🤖 AI Summary
This paper addresses subset counting queries over set-valued data under Local Differential Privacy (LDP), where conventional value-perturbation approaches suffer from limited statistical utility.
Method: We propose a novel index randomization paradigm—instead of perturbing raw set elements, we randomize their indices in an encoded space. Specifically, we introduce the CRIAD framework, which integrates multi-virtual-item encoding, multi-sampling aggregation, and multi-group error suppression to enhance estimation accuracy while strictly preserving LDP.

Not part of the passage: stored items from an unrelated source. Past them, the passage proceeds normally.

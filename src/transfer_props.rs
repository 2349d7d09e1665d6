use proptest::prelude::*;

use crate::config::ServerConfig;
use crate::ids::{PairId, Token};
use crate::session::{FileStatus, Role, Session};
use crate::transfer::{handle_file_chunk_ack, handle_file_meta};

fn new_session() -> Session {
    Session::new(PairId::generate(), Token::generate())
}

proptest! {
    // `receivedChunks == |receivedMap| <= totalChunks` for any sequence of
    // (possibly duplicate, possibly out-of-range) acks (spec §8 invariant 1).
    #[test]
    fn received_chunks_matches_map_cardinality_under_any_ack_sequence(
        total_chunks in 1u64..64,
        acks in prop::collection::vec(0u64..128, 0..200),
    ) {
        let mut session = new_session();
        let config = ServerConfig::default();
        handle_file_meta(
            &mut session,
            &config,
            Role::Pc,
            "F".to_string(),
            "x.bin".to_string(),
            &serde_json::json!(total_chunks),
            Some(total_chunks * config.chunk_size),
        )
        .unwrap();

        for chunk_index in acks {
            if chunk_index < total_chunks {
                handle_file_chunk_ack(&mut session, Role::App, "F", chunk_index);
            }
        }

        let file = &session.files["F"];
        prop_assert_eq!(file.received_chunks(), file.received_map.len() as u64);
        prop_assert!(file.received_chunks() <= total_chunks);
        prop_assert_eq!(file.status == FileStatus::Completed, file.received_chunks() == total_chunks);
    }

    // `|files where status in {sending, paused}| <= MAX_SIMULTANEOUS_FILES`
    // no matter how many `file_meta` frames arrive (spec §8 invariant 3).
    #[test]
    fn active_file_count_never_exceeds_cap(attempts in 0usize..40) {
        let mut session = new_session();
        let config = ServerConfig::default();

        for i in 0..attempts {
            let _ = handle_file_meta(
                &mut session,
                &config,
                Role::Pc,
                format!("f{i}"),
                "x.bin".to_string(),
                &serde_json::json!(1u64),
                Some(1),
            );
        }

        prop_assert!(session.active_file_count() <= config.max_simultaneous_files);
    }

    // Every ack observed by the server (and only those) reaches the sender
    // as a `file_chunk_ack`, exactly once per distinct chunk index — the
    // ack-causality law (spec §8).
    #[test]
    fn every_distinct_ack_is_forwarded_exactly_once(
        total_chunks in 1u64..32,
        acks in prop::collection::vec(0u64..32, 0..80),
    ) {
        use crate::session::ConnectionSlot;
        use tokio::sync::mpsc;

        let mut session = new_session();
        let config = ServerConfig::default();
        let (tx, mut rx) = mpsc::unbounded_channel();
        *session.slot_mut(Role::Pc) = Some(ConnectionSlot::new("Desktop".to_string(), tx));

        handle_file_meta(
            &mut session,
            &config,
            Role::Pc,
            "F".to_string(),
            "x.bin".to_string(),
            &serde_json::json!(total_chunks),
            Some(total_chunks * config.chunk_size),
        )
        .unwrap();

        let mut distinct = std::collections::HashSet::new();
        for chunk_index in acks {
            if chunk_index < total_chunks {
                distinct.insert(chunk_index);
                handle_file_chunk_ack(&mut session, Role::App, "F", chunk_index);
            }
        }

        let mut forwarded = std::collections::HashMap::new();
        while let Ok(frame) = rx.try_recv() {
            if let crate::protocol::ServerFrame::FileChunkAck { chunk_index, .. } = frame {
                *forwarded.entry(chunk_index).or_insert(0u32) += 1;
            }
        }

        for chunk_index in &distinct {
            prop_assert_eq!(forwarded.get(chunk_index).copied().unwrap_or(0), 1);
        }
        prop_assert_eq!(forwarded.len(), distinct.len());
    }
}
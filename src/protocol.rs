//! Wire format: length-delimited JSON frames exchanged over the websocket
//! upgrade at `/connect`. See spec §6 for the full message table.

use serde::{Deserialize, Serialize};

/// Frames sent from either side into the server.
#[derive(Debug, Clone, Deserialize)]
#[serde(tag = "type")]
pub enum ClientFrame {
    #[serde(rename = "clipboard")]
    Clipboard { content: String },

    #[serde(rename = "file_meta")]
    FileMeta {
        #[serde(rename = "fileId")]
        file_id: String,
        #[serde(rename = "fileName")]
        file_name: String,
        #[serde(rename = "totalChunks")]
        total_chunks: serde_json::Value,
        #[serde(rename = "totalSize")]
        total_size: Option<u64>,
    },

    #[serde(rename = "file_chunk")]
    FileChunk {
        #[serde(rename = "fileId")]
        file_id: String,
        #[serde(rename = "chunkIndex")]
        chunk_index: u64,
        #[serde(rename = "totalChunks")]
        total_chunks: u64,
        data: String,
    },

    #[serde(rename = "file_chunk_ack")]
    FileChunkAck {
        #[serde(rename = "fileId")]
        file_id: String,
        #[serde(rename = "chunkIndex")]
        chunk_index: u64,
    },

    #[serde(rename = "file_complete")]
    FileComplete {
        #[serde(rename = "fileId")]
        file_id: String,
    },

    #[serde(rename = "pause_file")]
    PauseFile {
        #[serde(rename = "fileId")]
        file_id: String,
    },

    #[serde(rename = "resume_file")]
    ResumeFile {
        #[serde(rename = "fileId")]
        file_id: String,
    },

    #[serde(rename = "request_chunks")]
    RequestChunks {
        #[serde(rename = "fileId")]
        file_id: String,
        chunks: Vec<u64>,
    },

    #[serde(rename = "file_missing_chunks")]
    FileMissingChunks {
        #[serde(rename = "fileId")]
        file_id: String,
        chunks: Vec<MissingChunkEntry>,
    },
}

/// One element of a `file_missing_chunks` list sent sender->server: either
/// a bare chunk index (ignored, per Open Question (a)) or an object
/// carrying the chunk's data to re-forward immediately.
#[derive(Debug, Clone, Deserialize)]
#[serde(untagged)]
pub enum MissingChunkEntry {
    WithData {
        #[serde(rename = "chunkIndex")]
        chunk_index: u64,
        data: String,
    },
    BareIndex(u64),
}

/// Frames the server sends to a connected peer.
#[derive(Debug, Clone, Serialize)]
#[serde(tag = "type")]
pub enum ServerFrame {
    #[serde(rename = "status")]
    Status { message: String },

    #[serde(rename = "error")]
    Error { message: String },

    #[serde(rename = "expired")]
    Expired {},

    #[serde(rename = "peer_disconnected")]
    PeerDisconnected { side: String, message: String },

    #[serde(rename = "clipboard")]
    Clipboard { from: String, content: String },

    #[serde(rename = "file_meta")]
    FileMeta {
        #[serde(rename = "fileId")]
        file_id: String,
        #[serde(rename = "fileName")]
        file_name: String,
        #[serde(rename = "totalChunks")]
        total_chunks: u64,
        #[serde(rename = "totalSize", skip_serializing_if = "Option::is_none")]
        total_size: Option<u64>,
    },

    #[serde(rename = "file_chunk")]
    FileChunk {
        #[serde(rename = "fileId")]
        file_id: String,
        #[serde(rename = "chunkIndex")]
        chunk_index: u64,
        #[serde(rename = "totalChunks")]
        total_chunks: u64,
        data: String,
    },

    #[serde(rename = "file_chunk_ack")]
    FileChunkAck {
        #[serde(rename = "fileId")]
        file_id: String,
        #[serde(rename = "chunkIndex")]
        chunk_index: u64,
    },

    #[serde(rename = "file_progress")]
    FileProgress {
        #[serde(rename = "fileId")]
        file_id: String,
        #[serde(rename = "receivedChunks")]
        received_chunks: u64,
        #[serde(rename = "totalChunks")]
        total_chunks: u64,
    },

    #[serde(rename = "file_complete")]
    FileComplete {
        #[serde(rename = "fileId")]
        file_id: String,
    },

    #[serde(rename = "file_paused")]
    FilePaused {
        #[serde(rename = "fileId")]
        file_id: String,
        #[serde(skip_serializing_if = "Option::is_none")]
        reason: Option<String>,
    },

    #[serde(rename = "file_resumed")]
    FileResumed {
        #[serde(rename = "fileId")]
        file_id: String,
    },

    #[serde(rename = "file_missing_chunks")]
    FileMissingChunks {
        #[serde(rename = "fileId")]
        file_id: String,
        chunks: Vec<u64>,
    },
}

impl ServerFrame {
    pub fn to_json(&self) -> String {
        serde_json::to_string(self).expect("ServerFrame always serializes")
    }
}

#[cfg(test)]
mod tests {
    use super::*;

    #[test]
    fn parses_clipboard_frame() {
        let json = r#"{"type":"clipboard","content":"hello"}"#;
        let frame: ClientFrame = serde_json::from_str(json).unwrap();
        matches!(frame, ClientFrame::Clipboard { content } if content == "hello");
    }

    #[test]
    fn parses_file_missing_chunks_with_mixed_entries() {
        let json = r#"{"type":"file_missing_chunks","fileId":"F","chunks":[2,{"chunkIndex":5,"data":"aGk="}]}"#;
        let frame: ClientFrame = serde_json::from_str(json).unwrap();
        match frame {
            ClientFrame::FileMissingChunks { chunks, .. } => {
                assert_eq!(chunks.len(), 2);
                assert!(matches!(chunks[0], MissingChunkEntry::BareIndex(2)));
                assert!(matches!(chunks[1], MissingChunkEntry::WithData { chunk_index: 5, .. }));
            }
            _ => panic!("wrong variant"),
        }
    }

    #[test]
    fn server_frame_omits_absent_total_size() {
        let frame = ServerFrame::FileMeta {
            file_id: "F".into(),
            file_name: "x.bin".into(),
            total_chunks: 3,
            total_size: None,
        };
        let json = frame.to_json();
        assert!(!json.contains("totalSize"));
    }

    #[test]
    fn unknown_type_fails_to_parse() {
        let json = r#"{"type":"not_a_real_type"}"#;
        let result: Result<ClientFrame, _> = serde_json::from_str(json);
        assert!(result.is_err());
    }
}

Contribution/Results: We formally prove that CRIAD satisfies ε-LDP. Extensive experiments demonstrate that it consistently outperforms state-of-the-art value-perturbation mechanisms across diverse domain sizes and privacy budgets (ε), achieving superior query accuracy, scalability, and flexibility—all without compromising privacy guarantees.
📝 Abstract
Local Differential Privacy (LDP) is the predominant privacy model for safeguarding individual data privacy. Existing perturbation mechanisms typically require perturbing the original values to ensure acceptable privacy, which inevitably results in value distortion and utility deterioration. In this work, we propose an alternative approach -- instead of perturbing values, we apply randomization to indexes of values while ensuring rigorous LDP guarantees. Inspired by the deniability of randomized indexes, we present CRIAD for answering subset counting queries on set-value data. By integrating a multi-dummy, multi-sample, and multi-group strategy, CRIAD serves as a fully scalable solution that offers flexibility across various privacy requirements and domain sizes, and achieves more accurate query results than any existing methods. Through comprehensive theoretical analysis and extensive experimental evaluations, we validate the effectiveness of CRIAD and demonstrate its superiority over traditional value-perturbation mechanisms.